Integration of bioinformatics analysis reveals ZNF248 as a potential prognostic and immunotherapeutic biomarker for LIHC: machine learning and experimental evidence.

Liver hepatocellular carcinoma (LIHC) is a major contributor to cancer-related mortality worldwide, posing substantial diagnostic and therapeutic challenges. Although zinc finger proteins (ZNFs) are known to play a role in LIHC, the specific function of ZNF248 remains poorly understood. In this study, we analyzed genomic and clinical data from The Cancer Genome Atlas (TCGA) to elucidate the role of ZNF248 through differential expression analysis, bioenrichment, immune response correlation, and drug sensitivity evaluation. Machine learning was employed to identify prognostic signatures derived from ZNF248, which were further validated using Receiver Operating Characteristic (ROC) analysis.
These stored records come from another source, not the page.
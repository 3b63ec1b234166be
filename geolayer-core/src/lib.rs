//! GeoLayer Core - Entity Types
//!
//! Shared data structures for the layer service: customers, layers,
//! features, identifiers and the master error type. Every other crate in the
//! workspace depends on this one.

pub mod entities;
pub mod error;
pub mod identity;

pub use entities::{Customer, Feature, Layer};
pub use error::{EntityKind, GeoError, GeoResult};
pub use identity::{
    constant_time_eq, new_api_key, new_datasource_id, ApiKey, DatasourceId, API_KEY_LENGTH,
};

/// Crate version reported by `ping` on every front end.
pub const VERSION: &str = env!("CARGO_PKG_VERSION");
pub mod url;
Functional assays, including Western blot and rescue experiments, were performed to assess the impact of ZNF248 on the PI3K/AKT signaling pathway. Our results demonstrate that ZNF248 is significantly overexpressed in LIHC patients and is associated with poor prognosis. Bioenrichment analysis revealed activation of oncogenic pathways, and elevated ZNF248 expression correlated with increased immune cell infiltration and enhanced immune scores, thereby influencing both immunotherapy response and drug sensitivity. Functional assays further confirmed that ZNF248 promotes LIHC progression and invasion, while silencing ZNF248 inhibited the PI3K/AKT pathway - a phenomenon reversible by the AKT activator SC79. These findings suggest that ZNF248 contributes to LIHC progression through the PI3K/AKT pathway and may represent a novel immunotherapeutic target and prognostic biomarker for LIHC.